Pursuant to the established case law of the ECJ, the expression “place where the harmful event  occurred or may occur” covers both at the place where the damage occurred and at the place of the  event giving rise to it. The claimant can elect where to bring the action.

In Kolassa, the events giving rise to the damage could not be deemed to be located in Austria since  nothing suggested that the decisions regarding the arrangements for the investments proposed by the  issuer and the contents of the prospectus or its distribution were taken anywhere other than in the  U.K. (where the issuer had its seat). In its discussion of this alternative, the ECJ did not focus  on the fact that the issuer had notified the prospectus in question in Austria.

As to the place where the damage occurred, the Court held that “the courts where the applicant is  domiciled have jurisdiction, on the basis of the place where the loss occurred, to hear and  determine such an action, particularly when the damage alleged occurred directly in the applicant’s  bank account held with a bank established within the area of those courts.” In the ECJ’s view, such  interpretation of the place where the loss occurred meets the objective of the Regulation, which is  to strengthen the legal protection of persons established in the European Union. The ECJ explained  that it would enable “the applicant to identify easily the court in which he may sue and the  defendant reasonably to foresee in which court he may be sued, given that the issuer of a  certificate who does not comply with this legal obligations in respect of the prospectus must, when  he decides to notify the prospectus relating to that certificate in other Member States, anticipate  that inadequately informed operators, domiciled in those Member States, might invest in that certificate and suffer loss.”

III.    Implications

The EJC’s rulings on jurisdiction pursuant to Articles 15, 16 and 5 n° 1 are consistent with the  Court’s previous rulings. They are useful clarifications in light of the fact that banks frequently  hold securities in securities credit on behalf of their customers, in particular when the  securities are located in another country than the bank.

It follows from the Court’s explanation of Articles 15, 16 that consumer jurisdiction for  contractual claims against the issuer would also not be available if a private investor’s bank,  instead of holding the securities in securities credit on his behalf, had purchased them in the  secondary market in its own name and then transferred legal title to him, for the reason that the  issuer was not involved in these transactions. The issuer entered into a contract (only) at the  time of the issuance. In a typical issuance in which the initial purchasers are banks and other  institutional investors, consumer jurisdiction is thus a non-issue.  The reason is that what has not been a consumer contract at the outset cannot become a consumer contract subsequently merely because a consumer has acquired a security in the secondary market.
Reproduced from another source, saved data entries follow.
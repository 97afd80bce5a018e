pub mod auth_handlers;
pub mod dashboard;
pub mod event_handlers;
pub mod feedback_handlers;
pub mod news_handlers;
pub mod notification_handlers;
pub mod oauth_handlers;
pub mod profile_handlers;
pub mod user_handlers;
The ruling on jurisdiction pursuant to Article 5 n° 3 is a remarkable addition to the Court’s case  law. Its significance lies in the fact that now if an issuer publishes a prospectus in a Member  State, the issuer may be subject to the jurisdiction of the courts of that Member State when  prospectus (tort) liability is at issue. The same would likely apply to the underwriters.

The ECJ’s findings will likely remain valid under the Regulation’s recast Council Regulation (EU)  No. 1215/2012, as it does not include any substantive changes in respect of any of the bases for jurisdiction discussed in Kolassa.